Adventures by Disney Travel Services, Inc.
- Trade name: Adventures by Disney
- Type: Subsidiary
- Industry: Hospitality, Tourism
- Founded: May 5, 2005; 21 years ago
- Headquarters: Celebration, Florida, U.S.
- Key people: Natacha Rafalski (president, Disney Signature Experiences);
- Services: Guided tours River cruises
- Parent: Disney Signature Experiences
- Website: Official website

= Adventures by Disney =

Walt Disney Parks and Resort

Adventures by Disney Travel Services, Inc. (ABD) provides group guided family vacations to various domestic and international destinations. The company is a subsidiary of Disney Experiences's Signature Experiences division. Disney Experiences is a subsidiary of the Walt Disney Company.

Adventures by Disney provides 37 planned trips on six continents. On an Adventures by Disney vacation, guests are taken on expeditions that often feature activities designed for families and kids (or 'Junior Adventurers'). Two Disney-trained adventure guides (cast members) look after a group.

==History==
Adventures by Disney first started operating in 2005 and featured just two US destinations. Adventures by Disney Travel Services, Inc. was incorporated on December 19, 2005.

By 2015, Adventures by Disney expanded its destinations to span six continents. Also in 2015, Adventures by Disney introduced several shorter four- and five-day "Long Weekend" itineraries in New York City, Nashville, San Francisco and Wyoming.

On April 13, 2015, Walt Disney Parks and Resorts announced that Adventures by Disney will have river cruise vacations. AmaWaterways will host the river cruises, while Adventures by Disney will guide and storytell with the group. Danube River cruises were expected to start in 2016. AmaWaterways and the company added a Rhine River cruise in 2017 on the new AMAKristina ship with six trips. In 2016, Disney added a seven-day Central Florida tour that includes three days at Walt Disney World with some backstage access, a day at Kennedy Space Center, a night at Disney Springs and additional days with kayak, boating and a BBQ.

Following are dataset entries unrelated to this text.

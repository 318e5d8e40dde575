// SPDX-License-Identifier: MIT OR Apache-2.0

use sqlx::{FromRow, query, query_as};
use transport_agreement_core::{
    Dictionary, FormatError, GroupId, HashError, Message, MessageId,
};

use crate::messages::MessageStore;
use crate::sqlite::{DecodeError, SqliteError, SqliteStore, decode_err};

impl<'a> MessageStore for SqliteStore<'a> {
    async fn insert_message(
        &self,
        message: &Message,
        metadata: &Dictionary,
    ) -> Result<bool, SqliteError> {
        let metadata = metadata
            .to_bytes()
            .map_err(|err| SqliteError::Encode("metadata".to_string(), err))?;

        let result = self
            .tx(async |tx| {
                query(
                    "
                    INSERT OR IGNORE
                    INTO
                        messages_v1 (
                            message_id,
                            group_id,
                            timestamp,
                            body,
                            metadata
                        )
                    VALUES
                        (?, ?, ?, ?, ?)
                    ",
                )
                .bind(message.id().to_hex())
                .bind(message.group_id().to_hex())
                .bind(message.timestamp() as i64)
                .bind(message.body())
                .bind(metadata.as_slice())
                .execute(&mut **tx)
                .await
                .map_err(SqliteError::Sqlite)
            })
            .await?;
        Ok(result.rows_affected() > 0)
    }

    async fn message(&self, id: &MessageId) -> Result<Option<Message>, SqliteError> {
        let row = self
            .tx(async |tx| {
                query_as::<_, MessageRow>(
                    "
                    SELECT
                        group_id,
                        timestamp,
                        body
                    FROM
                        messages_v1
                    WHERE
                        message_id = ?
                    ",
                )
                .bind(id.to_hex())
                .fetch_optional(&mut **tx)
                .await
                .map_err(SqliteError::Sqlite)
            })
            .await?;

        row.map(Message::try_from).transpose()
    }

    async fn message_metadata(&self, id: &MessageId) -> Result<Option<Dictionary>, SqliteError> {
        let row: Option<(Vec<u8>,)> = self
            .tx(async |tx| {
                query_as(
                    "
                    SELECT
                        metadata
                    FROM
                        messages_v1
                    WHERE
                        message_id = ?
                    ",
                )
                .bind(id.to_hex())
                .fetch_optional(&mut **tx)
                .await
                .map_err(SqliteError::Sqlite)
            })
            .await?;

        row.map(|(bytes,)| decode_metadata(&bytes)).transpose()
    }

    async fn merge_message_metadata(
        &self,
        id: &MessageId,
        metadata: &Dictionary,
    ) -> Result<bool, SqliteError> {
        let Some(mut merged) = self.message_metadata(id).await? else {
            return Ok(false);
        };
        merged.merge(metadata);
        let bytes = merged
            .to_bytes()
            .map_err(|err| SqliteError::Encode("metadata".to_string(), err))?;

        let result = self
            .tx(async |tx| {
                query(
                    "
                    UPDATE
                        messages_v1
                    SET
                        metadata = ?
                    WHERE
                        message_id = ?
                    ",
                )
                .bind(bytes.as_slice())
                .bind(id.to_hex())
                .execute(&mut **tx)
                .await
                .map_err(SqliteError::Sqlite)
            })
            .await?;
        Ok(result.rows_affected() > 0)
    }

    async fn message_ids(
        &self,
        group_id: &GroupId,
        query: &Dictionary,
    ) -> Result<Vec<MessageId>, SqliteError> {
        // Metadata is stored as an opaque blob, matching happens after decoding.
        Ok(self
            .messages_metadata(group_id)
            .await?
            .into_iter()
            .filter(|(_, metadata)| metadata.matches(query))
            .map(|(id, _)| id)
            .collect())
    }

    async fn messages_metadata(
        &self,
        group_id: &GroupId,
    ) -> Result<Vec<(MessageId, Dictionary)>, SqliteError> {
        let rows: Vec<(String, Vec<u8>)> = self
            .tx(async |tx| {
                query_as(
                    "
                    SELECT
                        message_id,
                        metadata
                    FROM
                        messages_v1
                    WHERE
                        group_id = ?
                    ORDER BY
                        sequence ASC
                    ",
                )
                .bind(group_id.to_hex())
                .fetch_all(&mut **tx)
                .await
                .map_err(SqliteError::Sqlite)
            })
            .await?;

        rows.into_iter()
            .map(|(id, bytes)| {
                let id: MessageId = id.parse().map_err(decode_err::<HashError>("message_id"))?;
                Ok((id, decode_metadata(&bytes)?))
            })
            .collect()
    }
}

fn decode_metadata(bytes: &[u8]) -> Result<Dictionary, SqliteError> {
    Dictionary::from_bytes(bytes).map_err(decode_err::<FormatError>("metadata"))
}

#[derive(Debug, FromRow)]
struct MessageRow {
    group_id: String,
    timestamp: i64,
    body: Vec<u8>,
}

impl TryFrom<MessageRow> for Message {
    type Error = SqliteError;

    fn try_from(row: MessageRow) -> Result<Self, Self::Error> {
        let group_id: GroupId = row
            .group_id
            .parse()
            .map_err(decode_err::<HashError>("group_id"))?;
        let timestamp = u64::try_from(row.timestamp)
            .map_err(|_| SqliteError::Decode("timestamp".into(), DecodeError::OutOfRange))?;
        Ok(Message::new(group_id, timestamp, row.body))
    }
}
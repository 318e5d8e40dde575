// SPDX-License-Identifier: MIT OR Apache-2.0

mod memory;
mod traits;

pub use memory::OrdererMemoryStore;
pub use traits::OrdererStore;
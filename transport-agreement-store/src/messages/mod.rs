// SPDX-License-Identifier: MIT OR Apache-2.0

#[cfg(feature = "memory")]
mod memory;
#[cfg(feature = "sqlite")]
mod sqlite;
mod traits;

pub use traits::MessageStore;
// SPDX-License-Identifier: MIT OR Apache-2.0

use std::sync::Mutex;

use rand_chacha::rand_core::{SeedableRng, TryRngCore};
use thiserror::Error;

/// Cryptographically-secure random number generator that uses the ChaCha algorithm.
///
/// The generator sits behind a mutex, one instance can be shared by concurrent units of work.
#[derive(Debug)]
pub struct Rng {
    rng: Mutex<rand_chacha::ChaCha20Rng>,
}

impl Default for Rng {
    fn default() -> Self {
        Self {
            rng: Mutex::new(rand_chacha::ChaCha20Rng::from_os_rng()),
        }
    }
}

#[cfg(any(test, feature = "test_utils"))]
impl Rng {
    pub fn from_seed(seed: [u8; 32]) -> Self {
        Self {
            rng: Mutex::new(rand_chacha::ChaCha20Rng::from_seed(seed)),
        }
    }
}

impl Rng {
    pub fn random_array<const N: usize>(&self) -> Result<[u8; N], RngError> {
        let mut out = [0u8; N];
        self.fill(&mut out)?;
        Ok(out)
    }

    pub fn random_vec(&self, len: usize) -> Result<Vec<u8>, RngError> {
        let mut out = vec![0u8; len];
        self.fill(&mut out)?;
        Ok(out)
    }

    fn fill(&self, out: &mut [u8]) -> Result<(), RngError> {
        let mut rng = self.rng.lock().map_err(|_| RngError::LockPoisoned)?;
        rng.try_fill_bytes(out)
            .map_err(|_| RngError::NotEnoughRandomness)
    }
}

#[derive(Debug, Error)]
pub enum RngError {
    #[error("rng lock is poisoned")]
    LockPoisoned,

    #[error("unable to collect enough randomness")]
    NotEnoughRandomness,
}
// SPDX-License-Identifier: MIT OR Apache-2.0

//! Stateless validation of incoming agreement messages.
use thiserror::Error;
use transport_agreement_core::{Dictionary, Message, MessageId};

use crate::message::{MSG_KEY_PUBLIC_KEY, ProtocolMessage, WireError, encode_message_metadata};

/// Outcome of a successful validation.
#[derive(Clone, Debug, PartialEq)]
pub struct MessageContext {
    /// Metadata to store alongside the message.
    pub metadata: Dictionary,

    /// Messages which need to be delivered before this one.
    pub dependencies: Vec<MessageId>,
}

/// Checks the structure of a message body and derives its metadata and dependencies.
///
/// KEY messages carry the contact's public key in their metadata. ACTIVATE messages depend on
/// the message the contact sent before them in the same session.
pub fn validate_message(message: &Message) -> Result<MessageContext, ValidationError> {
    let protocol_message = ProtocolMessage::from_bytes(message.body())?;
    let mut metadata = encode_message_metadata(
        protocol_message.transport_id(),
        protocol_message.message_type(),
        false,
    );

    let dependencies = match protocol_message {
        ProtocolMessage::Key { public_key, .. } => {
            metadata.insert_bytes(MSG_KEY_PUBLIC_KEY, public_key);
            Vec::new()
        }
        ProtocolMessage::Activate {
            previous_message_id,
            ..
        } => vec![previous_message_id],
    };

    Ok(MessageContext {
        metadata,
        dependencies,
    })
}

#[derive(Debug, Error)]
pub enum ValidationError {
    #[error("invalid message body: {0}")]
    Body(#[from] WireError),
}

#[cfg(test)]
mod tests {
    use assert_matches::assert_matches;
    use ciborium::Value;
    use transport_agreement_core::cbor::encode_cbor;
    use transport_agreement_core::{ClientId, Group, Message, MessageId, TransportId};

    use crate::crypto::PublicKey;
    use crate::message::{encode_activate_message, encode_key_message};

    use super::{ValidationError, validate_message};

    fn group() -> Group {
        Group::local(&ClientId::new("test"), 0)
    }

    fn message(elements: Vec<Value>) -> Message {
        Message::new(
            group().id(),
            1000,
            encode_cbor(&Value::Array(elements)).unwrap(),
        )
    }

    #[test]
    fn valid_key_message() {
        let transport_id = TransportId::new("tor").unwrap();
        let key_message = encode_key_message(
            group().id(),
            &transport_id,
            &PublicKey::from_bytes([5; 32]),
            1000,
        )
        .unwrap();

        let context = validate_message(&key_message).unwrap();
        assert!(context.dependencies.is_empty());
        assert!(!context.metadata.get_bool("isSession").unwrap());
        assert_eq!(context.metadata.get_string("transportId").unwrap(), "tor");
        assert_eq!(context.metadata.get_integer("messageType").unwrap(), 0);
        assert!(!context.metadata.get_bool("local").unwrap());
        assert_eq!(context.metadata.get_bytes("publicKey").unwrap(), &[5; 32]);
    }

    #[test]
    fn valid_activate_message() {
        let transport_id = TransportId::new("tor").unwrap();
        let previous = MessageId::from_bytes([8; 32]);
        let activate_message =
            encode_activate_message(group().id(), &transport_id, previous, 1000).unwrap();

        let context = validate_message(&activate_message).unwrap();
        assert_eq!(context.dependencies, vec![previous]);
        assert_eq!(context.metadata.get_integer("messageType").unwrap(), 1);
        assert!(!context.metadata.contains_key("publicKey"));
    }

    #[test]
    fn short_public_keys_pass_validation() {
        // Key length is only checked against its bounds here, parsing happens on delivery.
        let context = validate_message(&message(vec![
            Value::Integer(0.into()),
            Value::Text("tor".into()),
            Value::Bytes(vec![1]),
        ]))
        .unwrap();
        assert_eq!(context.metadata.get_bytes("publicKey").unwrap(), &[1]);
    }

    #[test]
    fn invalid_messages() {
        let long_transport = "x".repeat(101);
        let cases = vec![
            vec![],
            vec![Value::Null],
            vec![
                Value::Text("0".into()),
                Value::Text("tor".into()),
                Value::Bytes(vec![1]),
            ],
            vec![
                Value::Integer(0.into()),
                Value::Text(long_transport),
                Value::Bytes(vec![1]),
            ],
            vec![
                Value::Integer(0.into()),
                Value::Bytes(vec![1]),
                Value::Bytes(vec![1]),
            ],
            vec![
                Value::Integer(0.into()),
                Value::Text("tor".into()),
                Value::Bytes(vec![]),
            ],
            vec![
                Value::Integer(1.into()),
                Value::Text("tor".into()),
                Value::Bytes(vec![1; 33]),
            ],
            vec![
                Value::Integer(1.into()),
                Value::Text("tor".into()),
                Value::Text("not an id".into()),
            ],
        ];

        for elements in cases {
            assert_matches!(
                validate_message(&message(elements)),
                Err(ValidationError::Body(_))
            );
        }

        let not_cbor = Message::new(group().id(), 0, vec![0xff, 0x00]);
        assert!(validate_message(&not_cbor).is_err());
    }

    #[test]
    fn deterministic() {
        let message = message(vec![
            Value::Integer(0.into()),
            Value::Text("lan".into()),
            Value::Bytes(vec![3; 32]),
        ]);
        assert_eq!(
            validate_message(&message).unwrap(),
            validate_message(&message).unwrap()
        );
    }
}
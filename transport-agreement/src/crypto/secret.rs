// SPDX-License-Identifier: MIT OR Apache-2.0

use std::fmt;

use subtle::ConstantTimeEq;
use zeroize::ZeroizeOnDrop;

/// Container for sensitive bytes.
///
/// Memory is zeroised on drop, comparison runs in constant time and debug output never reveals
/// the value.
#[derive(Clone, Eq, ZeroizeOnDrop)]
pub(crate) struct Secret<const N: usize>([u8; N]);

impl<const N: usize> Secret<N> {
    pub(crate) fn from_bytes(bytes: [u8; N]) -> Self {
        Self(bytes)
    }

    pub(crate) fn as_bytes(&self) -> &[u8; N] {
        &self.0
    }
}

impl<const N: usize> PartialEq for Secret<N> {
    fn eq(&self, other: &Self) -> bool {
        bool::from(self.0.ct_eq(&other.0))
    }
}

impl<const N: usize> fmt::Debug for Secret<N> {
    fn fmt(&self, f: &mut fmt::Formatter<'_>) -> fmt::Result {
        f.debug_struct("Secret").field("value", &"***").finish()
    }
}

#[cfg(test)]
mod tests {
    use super::Secret;

    #[test]
    fn hidden_debug_output() {
        let secret = Secret::from_bytes([7u8; 32]);
        assert_eq!(format!("{secret:?}"), "Secret { value: \"***\" }");
        assert_eq!(secret, Secret::from_bytes([7u8; 32]));
        assert_ne!(secret, Secret::from_bytes([8u8; 32]));
    }
}
// SPDX-License-Identifier: MIT OR Apache-2.0

//! Coordination of key agreement sessions with all contacts.
use std::collections::HashMap;
use std::error::Error;

use thiserror::Error;
use tracing::{debug, error, info, warn};
use transport_agreement_core::cbor::EncodeError;
use transport_agreement_core::{
    ClientId, Contact, ContactId, Dictionary, FormatError, Group, GroupId, KeySetId, Message,
    MessageId, TransportId, Visibility,
};
use transport_agreement_store::{
    ContactStore, GroupStore, MessageStore, Transaction, TransportKeyStore,
};

use crate::config::{Config, MAJOR_VERSION, client_id};
use crate::crypto::{AgreementCrypto, CryptoError, KeyPair, PublicKey, RootKey, Rng};
use crate::message::{
    MSG_KEY_IS_SESSION, MSG_KEY_MESSAGE_TYPE, MSG_KEY_PUBLIC_KEY, MSG_KEY_TRANSPORT_ID,
    MessageType, encode_activate_message, encode_key_message, encode_message_metadata,
};
use crate::session::{Session, State, encode_session, parse_session, session_query};
use crate::traits::{ClientVersioning, Clock, KeyManager};

/// Size of the random body of messages which only hold session records.
const STORAGE_MESSAGE_BODY_SIZE: usize = 32;

/// What should happen with an incoming message after it was processed.
#[derive(Clone, Copy, Debug, PartialEq, Eq)]
pub enum DeliveryAction {
    /// The message was processed, it is stored but not offered to other peers.
    AcceptDoNotShare,

    /// The message is not acceptable in the current state and is discarded.
    Reject,

    /// The message can't be processed yet and should be delivered again later.
    Defer,
}

/// Errors of the key agreement manager, generic over the errors of its collaborators.
///
/// All of them abort the current unit of work. The caller is expected to roll back the
/// transaction.
#[derive(Debug, Error)]
pub enum ManagerError<SE, KE, VE>
where
    SE: Error,
    KE: Error,
    VE: Error,
{
    #[error("store error: {0}")]
    Store(SE),

    #[error("key manager error: {0}")]
    KeyManager(KE),

    #[error("client versioning error: {0}")]
    Versioning(VE),

    #[error(transparent)]
    Crypto(#[from] CryptoError),

    #[error(transparent)]
    Encode(#[from] EncodeError),

    /// A stored session record could not be decoded.
    #[error("corrupt session record: {0}")]
    CorruptSession(FormatError),

    #[error("found {0} session records for transport {1}")]
    MultipleSessions(usize, TransportId),

    /// Local state contradicts itself, continuing would risk inconsistent keys.
    #[error("invariant violated: {0}")]
    InvariantViolation(String),
}
// SPDX-License-Identifier: MIT OR Apache-2.0

use transport_agreement_core::{ContactId, Group, GroupId, Visibility};

use crate::traits::Transaction;

/// Store for message groups, the contact they are bound to and their visibility towards
/// contacts.
pub trait GroupStore: Transaction {
    /// Add a group. Returns `false` if the group already exists.
    fn add_group(&self, group: &Group) -> impl Future<Output = Result<bool, Self::Error>>;

    fn contains_group(&self, id: &GroupId) -> impl Future<Output = Result<bool, Self::Error>>;

    fn group(&self, id: &GroupId) -> impl Future<Output = Result<Option<Group>, Self::Error>>;

    /// Remove a group with all its messages, their metadata and visibility settings.
    fn remove_group(&self, id: &GroupId) -> impl Future<Output = Result<bool, Self::Error>>;

    /// Bind a group to the contact it is shared with. Returns `false` if the group is unknown.
    fn set_group_contact(
        &self,
        id: &GroupId,
        contact_id: ContactId,
    ) -> impl Future<Output = Result<bool, Self::Error>>;

    fn group_contact(
        &self,
        id: &GroupId,
    ) -> impl Future<Output = Result<Option<ContactId>, Self::Error>>;

    /// Set the visibility of a group towards a contact. Returns `false` if the group is unknown.
    fn set_group_visibility(
        &self,
        contact_id: ContactId,
        id: &GroupId,
        visibility: Visibility,
    ) -> impl Future<Output = Result<bool, Self::Error>>;

    /// Visibility of a group towards a contact, `Invisible` if it was never set.
    fn group_visibility(
        &self,
        contact_id: ContactId,
        id: &GroupId,
    ) -> impl Future<Output = Result<Visibility, Self::Error>>;
}
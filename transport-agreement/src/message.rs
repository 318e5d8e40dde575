// SPDX-License-Identifier: MIT OR Apache-2.0

//! Wire format of the two agreement messages and the metadata attached to them.
//!
//! Bodies are CBOR arrays with the message type as first element:
//!
//! ```text
//! KEY:      [0, transport_id: text, public_key: bytes]
//! ACTIVATE: [1, transport_id: text, previous_message_id: bytes]
//! ```
use ciborium::Value;
use thiserror::Error;
use transport_agreement_core::cbor::{DecodeError, EncodeError, decode_cbor_exact, encode_cbor};
use transport_agreement_core::{
    Dictionary, GroupId, MESSAGE_ID_LENGTH, Message, MessageId, TransportId, TransportIdError,
};

use crate::crypto::PublicKey;

/// Maximum length in bytes of a public key carried in a KEY message.
pub const MAX_PUBLIC_KEY_BYTES: usize = 32;

pub const MSG_KEY_IS_SESSION: &str = "isSession";
pub const MSG_KEY_TRANSPORT_ID: &str = "transportId";
pub const MSG_KEY_MESSAGE_TYPE: &str = "messageType";
pub const MSG_KEY_LOCAL: &str = "local";
pub const MSG_KEY_PUBLIC_KEY: &str = "publicKey";

#[derive(Clone, Copy, Debug, PartialEq, Eq, Hash)]
pub enum MessageType {
    Key,
    Activate,
}

impl MessageType {
    pub fn value(&self) -> i64 {
        match self {
            MessageType::Key => 0,
            MessageType::Activate => 1,
        }
    }

    pub fn from_value(value: i64) -> Option<Self> {
        match value {
            0 => Some(MessageType::Key),
            1 => Some(MessageType::Activate),
            _ => None,
        }
    }
}

/// Decoded body of a KEY or ACTIVATE message.
#[derive(Clone, Debug, PartialEq, Eq)]
pub enum ProtocolMessage {
    Key {
        transport_id: TransportId,
        public_key: Vec<u8>,
    },
    Activate {
        transport_id: TransportId,
        previous_message_id: MessageId,
    },
}

impl ProtocolMessage {
    pub fn message_type(&self) -> MessageType {
        match self {
            ProtocolMessage::Key { .. } => MessageType::Key,
            ProtocolMessage::Activate { .. } => MessageType::Activate,
        }
    }

    pub fn transport_id(&self) -> &TransportId {
        match self {
            ProtocolMessage::Key { transport_id, .. } => transport_id,
            ProtocolMessage::Activate { transport_id, .. } => transport_id,
        }
    }

    pub fn to_bytes(&self) -> Result<Vec<u8>, EncodeError> {
        let last = match self {
            ProtocolMessage::Key { public_key, .. } => Value::Bytes(public_key.clone()),
            ProtocolMessage::Activate {
                previous_message_id,
                ..
            } => Value::Bytes(previous_message_id.as_bytes().to_vec()),
        };
        encode_cbor(&Value::Array(vec![
            Value::Integer(self.message_type().value().into()),
            Value::Text(self.transport_id().to_string()),
            last,
        ]))
    }

    pub fn from_bytes(bytes: &[u8]) -> Result<Self, WireError> {
        let Value::Array(elements) = decode_cbor_exact::<Value>(bytes)? else {
            return Err(WireError::NotAList);
        };

        let message_type = match elements.first() {
            None => return Err(WireError::EmptyList),
            Some(Value::Integer(value)) => i64::try_from(*value)
                .ok()
                .and_then(MessageType::from_value)
                .ok_or(WireError::UnknownMessageType)?,
            Some(_) => return Err(WireError::UnexpectedType("message type", "integer")),
        };

        let [_, transport_id, last] = elements.as_slice() else {
            return Err(WireError::WrongLength(3, elements.len()));
        };

        let Value::Text(transport_id) = transport_id else {
            return Err(WireError::UnexpectedType("transport id", "text"));
        };
        let transport_id = TransportId::new(transport_id.as_str())?;

        let Value::Bytes(last) = last else {
            return Err(WireError::UnexpectedType(
                match message_type {
                    MessageType::Key => "public key",
                    MessageType::Activate => "previous message id",
                },
                "bytes",
            ));
        };

        match message_type {
            MessageType::Key => {
                if last.is_empty() || last.len() > MAX_PUBLIC_KEY_BYTES {
                    return Err(WireError::InvalidPublicKeyLength(last.len()));
                }
                Ok(ProtocolMessage::Key {
                    transport_id,
                    public_key: last.clone(),
                })
            }
            MessageType::Activate => {
                let previous_message_id = MessageId::try_from(last.as_slice())
                    .map_err(|_| WireError::InvalidMessageIdLength(last.len()))?;
                Ok(ProtocolMessage::Activate {
                    transport_id,
                    previous_message_id,
                })
            }
        }
    }
}

/// Creates a KEY message announcing our public key for a transport.
pub fn encode_key_message(
    group_id: GroupId,
    transport_id: &TransportId,
    public_key: &PublicKey,
    timestamp: u64,
) -> Result<Message, EncodeError> {
    let body = ProtocolMessage::Key {
        transport_id: transport_id.clone(),
        public_key: public_key.as_bytes().to_vec(),
    }
    .to_bytes()?;
    Ok(Message::new(group_id, timestamp, body))
}

/// Creates an ACTIVATE message which depends on our previous message in the session.
pub fn encode_activate_message(
    group_id: GroupId,
    transport_id: &TransportId,
    previous_message_id: MessageId,
    timestamp: u64,
) -> Result<Message, EncodeError> {
    let body = ProtocolMessage::Activate {
        transport_id: transport_id.clone(),
        previous_message_id,
    }
    .to_bytes()?;
    Ok(Message::new(group_id, timestamp, body))
}

pub fn encode_message_metadata(
    transport_id: &TransportId,
    message_type: MessageType,
    local: bool,
) -> Dictionary {
    let mut metadata = Dictionary::new();
    metadata
        .insert_bool(MSG_KEY_IS_SESSION, false)
        .insert_string(MSG_KEY_TRANSPORT_ID, transport_id.as_str())
        .insert_integer(MSG_KEY_MESSAGE_TYPE, message_type.value())
        .insert_bool(MSG_KEY_LOCAL, local);
    metadata
}

#[derive(Debug, Error)]
pub enum WireError {
    #[error(transparent)]
    Decode(#[from] DecodeError),

    #[error("message body is not a list")]
    NotAList,

    #[error("message body is an empty list")]
    EmptyList,

    #[error("expected {0} elements in message body, got {1}")]
    WrongLength(usize, usize),

    #[error("unexpected value for {0}, expected {1}")]
    UnexpectedType(&'static str, &'static str),

    #[error("unknown message type")]
    UnknownMessageType,

    #[error(transparent)]
    InvalidTransportId(#[from] TransportIdError),

    #[error("public key has invalid length of {0} bytes")]
    InvalidPublicKeyLength(usize),

    #[error("message id has invalid length of {0} bytes, expected {MESSAGE_ID_LENGTH}")]
    InvalidMessageIdLength(usize),
}
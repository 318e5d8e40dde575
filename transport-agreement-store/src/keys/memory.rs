// SPDX-License-Identifier: MIT OR Apache-2.0

use std::collections::HashMap;

use transport_agreement_core::{ContactId, KeySetId, TransportId};

use crate::keys::{TransportKeySet, TransportKeyStore};
use crate::memory::{MemoryStore, MemoryStoreError};

impl TransportKeyStore for MemoryStore {
    async fn insert_transport_keys(
        &self,
        contact_id: ContactId,
        transport_id: &TransportId,
        epoch: u64,
        alice: bool,
        active: bool,
    ) -> Result<KeySetId, MemoryStoreError> {
        self.tx(|state| {
            if !state.contacts.contains_key(&contact_id) {
                return Err(MemoryStoreError::UnknownContact(contact_id));
            }
            state.next_key_set_id += 1;
            let key_set_id = KeySetId::new(state.next_key_set_id);
            state.key_sets.insert(
                key_set_id,
                TransportKeySet {
                    key_set_id,
                    contact_id,
                    transport_id: transport_id.clone(),
                    epoch,
                    alice,
                    active,
                },
            );
            Ok(key_set_id)
        })
        .await
    }

    async fn set_transport_keys_active(
        &self,
        transport_id: &TransportId,
        key_set_id: KeySetId,
    ) -> Result<bool, MemoryStoreError> {
        self.tx(|state| match state.key_sets.get_mut(&key_set_id) {
            Some(key_set) if key_set.transport_id == *transport_id => {
                key_set.active = true;
                Ok(true)
            }
            _ => Ok(false),
        })
        .await
    }

    async fn contains_transport_keys(
        &self,
        contact_id: ContactId,
        transport_id: &TransportId,
    ) -> Result<bool, MemoryStoreError> {
        self.tx(|state| {
            Ok(state.key_sets.values().any(|key_set| {
                key_set.contact_id == contact_id && key_set.transport_id == *transport_id
            }))
        })
        .await
    }

    async fn transports_with_keys(
        &self,
    ) -> Result<HashMap<ContactId, Vec<TransportId>>, MemoryStoreError> {
        self.tx(|state| {
            let mut result: HashMap<ContactId, Vec<TransportId>> = HashMap::new();
            for key_set in state.key_sets.values() {
                let transports = result.entry(key_set.contact_id).or_default();
                if !transports.contains(&key_set.transport_id) {
                    transports.push(key_set.transport_id.clone());
                }
            }
            Ok(result)
        })
        .await
    }

    async fn transport_keys(
        &self,
        key_set_id: KeySetId,
    ) -> Result<Option<TransportKeySet>, MemoryStoreError> {
        self.tx(|state| Ok(state.key_sets.get(&key_set_id).cloned()))
            .await
    }
}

Soon after a March 2018 conglomerate wide reorganization that formed Disney Parks, Experiences and Products segment division, Disney Cruise Line and New Vacation Operations was renamed Disney Signature Experiences along with the appointment of a new president, Jeff Vahle. With the acquisition of 21st Century Fox by Disney by August 2019, National Geographic Partner's travel and tour operations were transferred to Adventures by Disney while ending Traveler magazine's US edition.